## Activity
Word by word and line by line, write out all of the records.

╭──

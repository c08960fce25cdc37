use chrono::{Duration as ChronoDuration, NaiveDate};
use std::collections::HashMap;

use research_core::{with_retries, NewsArticle, NewsDigest, ResearchError};

use crate::FragmentContext;

const FMP_FETCH_LIMIT: usize = 30;
const NEWS_LOOKBACK_DAYS: i64 = 7;

/// Deterministic keyword list used when the LLM is unavailable.
pub fn fallback_keywords(ticker: &str) -> Vec<String> {
    vec![
        ticker.to_string(),
        format!("{ticker} earnings"),
        format!("{ticker} outlook"),
        "guidance".to_string(),
        "margin".to_string(),
    ]
}

pub async fn build_news(
    ctx: &FragmentContext,
    ticker: &str,
    baseline: NaiveDate,
    company_name: Option<&str>,
    article_limit: usize,
) -> Result<NewsDigest, ResearchError> {
    let kv_key = format!("news_{ticker}_{baseline}");
    if let Some(cached) = ctx.kv.read(&kv_key, ctx.config.news_ttl()).await {
        if let Ok(digest) = serde_json::from_value::<NewsDigest>(cached) {
            return Ok(digest);
        }
    }

    let keywords = if ctx.llm.is_enabled() {
        match ctx.llm.extract_keywords(ticker, company_name).await {
            Ok(keywords) => keywords,
            Err(e) => {
                tracing::debug!("keyword extraction failed for {ticker}: {e}");
                fallback_keywords(ticker)
            }
        }
    } else {
        fallback_keywords(ticker)
    };

    let from = baseline - ChronoDuration::days(NEWS_LOOKBACK_DAYS);
    let (fmp_articles, finnhub_articles) = tokio::join!(
        async {
            match &ctx.fmp {
                Some(fmp) => with_retries(
                    ctx.config.api_retry_attempts,
                    ctx.config.retry_delay(),
                    || fmp.stock_news(ticker, FMP_FETCH_LIMIT),
                )
                .await
                .map_err(|e| {
                    tracing::warn!("fmp news failed for {ticker}: {e}");
                    e
                })
                .ok(),
                None => None,
            }
        },
        async {
            match &ctx.finnhub {
                Some(finnhub) => with_retries(
                    ctx.config.api_retry_attempts,
                    ctx.config.retry_delay(),
                    || finnhub.company_news(ticker, from, baseline),
                )
                .await
                .map_err(|e| {
                    tracing::warn!("finnhub news failed for {ticker}: {e}");
                    e
                })
                .ok(),
                None => None,
            }
        },
    );

    if fmp_articles.is_none() && finnhub_articles.is_none() {
        return Err(ResearchError::upstream(None, "all news sources failed"));
    }

    let mut articles = fmp_articles.unwrap_or_default();
    articles.extend(finnhub_articles.unwrap_or_default());
    let articles = select_articles(articles, ticker, article_limit);

    let mut digest = NewsDigest {
        sentiment: None,
        sentiment_label: None,
        summary: None,
        supporting_events: Vec::new(),
        keywords,
        articles,
        error: None,
    };

    if ctx.llm.is_enabled() && !digest.articles.is_empty() {
        match ctx.llm.news_sentiment(ticker, &digest.articles).await {
            Ok(sentiment) => {
                digest.sentiment = Some(sentiment.tone);
                digest.sentiment_label = Some(sentiment.label);
                digest.summary = Some(sentiment.summary);
                digest.supporting_events = sentiment.supporting_events;
            }
            Err(e) => tracing::warn!("news sentiment failed for {ticker}: {e}"),
        }
    }

    if let Ok(json) = serde_json::to_value(&digest) {
        let _ = ctx.kv.write(&kv_key, &json).await;
    }
    Ok(digest)
}

/// Dedup by URL then title (highest-weight source wins), filter to articles
/// that actually tag the ticker, order by (weight, published_at) descending,
/// trim to the limit.
pub fn select_articles(
    articles: Vec<NewsArticle>,
    ticker: &str,
    limit: usize,
) -> Vec<NewsArticle> {
    let ticker = ticker.to_uppercase();
    let mut by_key: HashMap<String, NewsArticle> = HashMap::new();
    for article in articles {
        if !article.tickers.iter().any(|t| t.eq_ignore_ascii_case(&ticker)) {
            continue;
        }
        let key = if article.url.is_empty() {
            format!("title:{}", article.title.to_lowercase())
        } else {
            format!("url:{}", article.url.to_lowercase())
        };
        match by_key.get(&key) {
            Some(existing) if existing.weight >= article.weight => {}
            _ => {
                by_key.insert(key, article);
            }
        }
    }

    // A second pass collapses same-title articles that differ only by URL.
    let mut by_title: HashMap<String, NewsArticle> = HashMap::new();
    for article in by_key.into_values() {
        let key = article.title.trim().to_lowercase();
        match by_title.get(&key) {
            Some(existing) if existing.weight >= article.weight => {}
            _ => {
                by_title.insert(key, article);
            }
        }
    }

    let mut selected: Vec<NewsArticle> = by_title.into_values().collect();
    selected.sort_by(|a, b| {
        b.weight
            .cmp(&a.weight)
            .then_with(|| b.published_at.cmp(&a.published_at))
    });
    selected.truncate(limit);
    selected
}

#[cfg(test)]
mod tests {
    use super::*;
    use chrono::{TimeZone, Utc};

    fn article(title: &str, url: &str, weight: i32, tickers: &[&str], hour: u32) -> NewsArticle {
        NewsArticle {
            title: title.to_string(),
            url: url.to_string(),
            source: "test".to_string(),
            published_at: Utc.with_ymd_and_hms(2024, 1, 2, hour, 0, 0).single(),
            summary: None,
            weight,
            tickers: tickers.iter().map(|t| t.to_string()).collect(),
        }
    }

    #[test]
    fn dedup_keeps_highest_weight_source() {
        let articles = vec![
            article("NVDA beats", "https://a/1", 1, &["NVDA"], 10),
            article("NVDA beats", "https://a/1", 2, &["NVDA"], 10),
        ];
        let selected = select_articles(articles, "NVDA", 10);
        assert_eq!(selected.len(), 1);
        assert_eq!(selected[0].weight, 2);
    }

    #[test]
    fn dedup_collapses_same_title_across_urls() {
        let articles = vec![
            article("Chip demand surges", "https://a/1", 2, &["NVDA"], 10),
            article("Chip demand surges", "https://b/2", 1, &["NVDA"], 11),
        ];
        let selected = select_articles(articles, "NVDA", 10);
        assert_eq!(selected.len(), 1);
        assert_eq!(selected[0].url, "https://a/1");
    }

    #[test]
    fn filters_to_target_ticker() {
        let articles = vec![
            article("About NVDA", "https://a/1", 1, &["NVDA", "AMD"], 10),
            article("About AMD only", "https://a/2", 1, &["AMD"], 10),
            article("Untagged market wrap", "https://a/3", 3, &[], 10),
        ];
        let selected = select_articles(articles, "nvda", 10);
        assert_eq!(selected.len(), 1);
        assert_eq!(selected[0].title, "About NVDA");
    }

    #[test]
    fn orders_by_weight_then_recency_and_trims() {
        let articles = vec![
            article("older heavy", "https://a/1", 3, &["NVDA"], 8),
            article("newer heavy", "https://a/2", 3, &["NVDA"], 12),
            article("light", "https://a/3", 1, &["NVDA"], 23),
            article("mid", "https://a/4", 2, &["NVDA"], 9),
        ];
        let selected = select_articles(articles, "NVDA", 3);
        assert_eq!(
            selected.iter().map(|a| a.title.as_str()).collect::<Vec<_>>(),
            vec!["newer heavy", "older heavy", "mid"]
        );
    }

    #[test]
    fn fallback_keyword_shape() {
        let keywords = fallback_keywords("NVDA");
        assert_eq!(
            keywords,
            vec!["NVDA", "NVDA earnings", "NVDA outlook", "guidance", "margin"]
        );
    }
}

╰──

## Answer for this exercise
repository c08960fce25cdc37
use chrono::{Duration as ChronoDuration, NaiveDate};
use std::collections::HashMap;

use research_core::{with_retries, NewsArticle, NewsDigest, ResearchError};

use crate::FragmentContext;

const FMP_FETCH_LIMIT: usize = 30;
const NEWS_LOOKBACK_DAYS: i64 = 7;

/// Deterministic keyword list used when the LLM is unavailable.
pub fn fallback_keywords(ticker: &str) -> Vec<String> {
    vec![
        ticker.to_string(),
        format!("{ticker} earnings"),
        format!("{ticker} outlook"),
        "guidance".to_string(),
        "margin".to_string(),
    ]
}

pub async fn build_news(
    ctx: &FragmentContext,
    ticker: &str,
    baseline: NaiveDate,
    company_name: Option<&str>,
    article_limit: usize,
) -> Result<NewsDigest, ResearchError> {
    let kv_key = format!("news_{ticker}_{baseline}");
    if let Some(cached) = ctx.kv.read(&kv_key, ctx.config.news_ttl()).await {
        if let Ok(digest) = serde_json::from_value::<NewsDigest>(cached) {
            return Ok(digest);
        }
    }

    let keywords = if ctx.llm.is_enabled() {
        match ctx.llm.extract_keywords(ticker, company_name).await {
            Ok(keywords) => keywords,
            Err(e) => {
                tracing::debug!("keyword extraction failed for {ticker}: {e}");
                fallback_keywords(ticker)
            }
        }
    } else {
        fallback_keywords(ticker)
    };

    let from = baseline - ChronoDuration::days(NEWS_LOOKBACK_DAYS);
    let (fmp_articles, finnhub_articles) = tokio::join!(
        async {
            match &ctx.fmp {
                Some(fmp) => with_retries(
                    ctx.config.api_retry_attempts,
                    ctx.config.retry_delay(),
                    || fmp.stock_news(ticker, FMP_FETCH_LIMIT),
                )
                .await
                .map_err(|e| {
                    tracing::warn!("fmp news failed for {ticker}: {e}");
                    e
                })
                .ok(),
                None => None,
            }
        },
        async {
            match &ctx.finnhub {
                Some(finnhub) => with_retries(
                    ctx.config.api_retry_attempts,
                    ctx.config.retry_delay(),
                    || finnhub.company_news(ticker, from, baseline),
                )
                .await
                .map_err(|e| {
                    tracing::warn!("finnhub news failed for {ticker}: {e}");
                    e
                })
                .ok(),
                None => None,
            }
        },
    );

    if fmp_articles.is_none() && finnhub_articles.is_none() {
        return Err(ResearchError::upstream(None, "all news sources failed"));
    }

    let mut articles = fmp_articles.unwrap_or_default();
    articles.extend(finnhub_articles.unwrap_or_default());
    let articles = select_articles(articles, ticker, article_limit);

    let mut digest = NewsDigest {
        sentiment: None,
        sentiment_label: None,
        summary: None,
        supporting_events: Vec::new(),
        keywords,
        articles,
        error: None,
    };

    if ctx.llm.is_enabled() && !digest.articles.is_empty() {
        match ctx.llm.news_sentiment(ticker, &digest.articles).await {
            Ok(sentiment) => {
                digest.sentiment = Some(sentiment.tone);
                digest.sentiment_label = Some(sentiment.label);
                digest.summary = Some(sentiment.summary);
                digest.supporting_events = sentiment.supporting_events;
            }
            Err(e) => tracing::warn!("news sentiment failed for {ticker}: {e}"),
        }
    }

    if let Ok(json) = serde_json::to_value(&digest) {
        let _ = ctx.kv.write(&kv_key, &json).await;
    }
    Ok(digest)
}

/// Dedup by URL then title (highest-weight source wins), filter to articles
/// that actually tag the ticker, order by (weight, published_at) descending,
/// trim to the limit.
pub fn select_articles(
    articles: Vec<NewsArticle>,
    ticker: &str,
    limit: usize,
) -> Vec<NewsArticle> {
    let ticker = ticker.to_uppercase();
    let mut by_key: HashMap<String, NewsArticle> = HashMap::new();
    for article in articles {
        if !article.tickers.iter().any(|t| t.eq_ignore_ascii_case(&ticker)) {
            continue;
        }
        let key = if article.url.is_empty() {
            format!("title:{}", article.title.to_lowercase())
        } else {
            format!("url:{}", article.url.to_lowercase())
        };
        match by_key.get(&key) {
            Some(existing) if existing.weight >= article.weight => {}
            _ => {
                by_key.insert(key, article);
            }
        }
    }

    // A second pass collapses same-title articles that differ only by URL.
    let mut by_title: HashMap<String, NewsArticle> = HashMap::new();
    for article in by_key.into_values() {
        let key = article.title.trim().to_lowercase();
        match by_title.get(&key) {
            Some(existing) if existing.weight >= article.weight => {}
            _ => {
                by_title.insert(key, article);
            }
        }
    }

    let mut selected: Vec<NewsArticle> = by_title.into_values().collect();
    selected.sort_by(|a, b| {
        b.weight
            .cmp(&a.weight)
            .then_with(|| b.published_at.cmp(&a.published_at))
    });
    selected.truncate(limit);
    selected
}

#[cfg(test)]
mod tests {
    use super::*;
    use chrono::{TimeZone, Utc};

    fn article(title: &str, url: &str, weight: i32, tickers: &[&str], hour: u32) -> NewsArticle {
        NewsArticle {
            title: title.to_string(),
            url: url.to_string(),
            source: "test".to_string(),
            published_at: Utc.with_ymd_and_hms(2024, 1, 2, hour, 0, 0).single(),
            summary: None,
            weight,
            tickers: tickers.iter().map(|t| t.to_string()).collect(),
        }
    }

    #[test]
    fn dedup_keeps_highest_weight_source() {
        let articles = vec![
            article("NVDA beats", "https://a/1", 1, &["NVDA"], 10),
            article("NVDA beats", "https://a/1", 2, &["NVDA"], 10),
        ];
        let selected = select_articles(articles, "NVDA", 10);
        assert_eq!(selected.len(), 1);
        assert_eq!(selected[0].weight, 2);
    }

    #[test]
    fn dedup_collapses_same_title_across_urls() {
        let articles = vec![
            article("Chip demand surges", "https://a/1", 2, &["NVDA"], 10),
            article("Chip demand surges", "https://b/2", 1, &["NVDA"], 11),
        ];
        let selected = select_articles(articles, "NVDA", 10);
        assert_eq!(selected.len(), 1);
        assert_eq!(selected[0].url, "https://a/1");
    }

    #[test]
    fn filters_to_target_ticker() {
        let articles = vec![
            article("About NVDA", "https://a/1", 1, &["NVDA", "AMD"], 10),
            article("About AMD only", "https://a/2", 1, &["AMD"], 10),
            article("Untagged market wrap", "https://a/3", 3, &[], 10),
        ];
        let selected = select_articles(articles, "nvda", 10);
        assert_eq!(selected.len(), 1);
        assert_eq!(selected[0].title, "About NVDA");
    }

    #[test]
    fn orders_by_weight_then_recency_and_trims() {
        let articles = vec![
            article("older heavy", "https://a/1", 3, &["NVDA"], 8),
            article("newer heavy", "https://a/2", 3, &["NVDA"], 12),
            article("light", "https://a/3", 1, &["NVDA"], 23),
            article("mid", "https://a/4", 2, &["NVDA"], 9),
        ];
        let selected = select_articles(articles, "NVDA", 3);
        assert_eq!(
            selected.iter().map(|a| a.title.as_str()).collect::<Vec<_>>(),
            vec!["newer heavy", "older heavy", "mid"]
        );
    }

    #[test]
    fn fallback_keyword_shape() {
        let keywords = fallback_keywords("NVDA");
        assert_eq!(
            keywords,
            vec!["NVDA", "NVDA earnings", "NVDA outlook", "guidance", "margin"]
        );
    }
}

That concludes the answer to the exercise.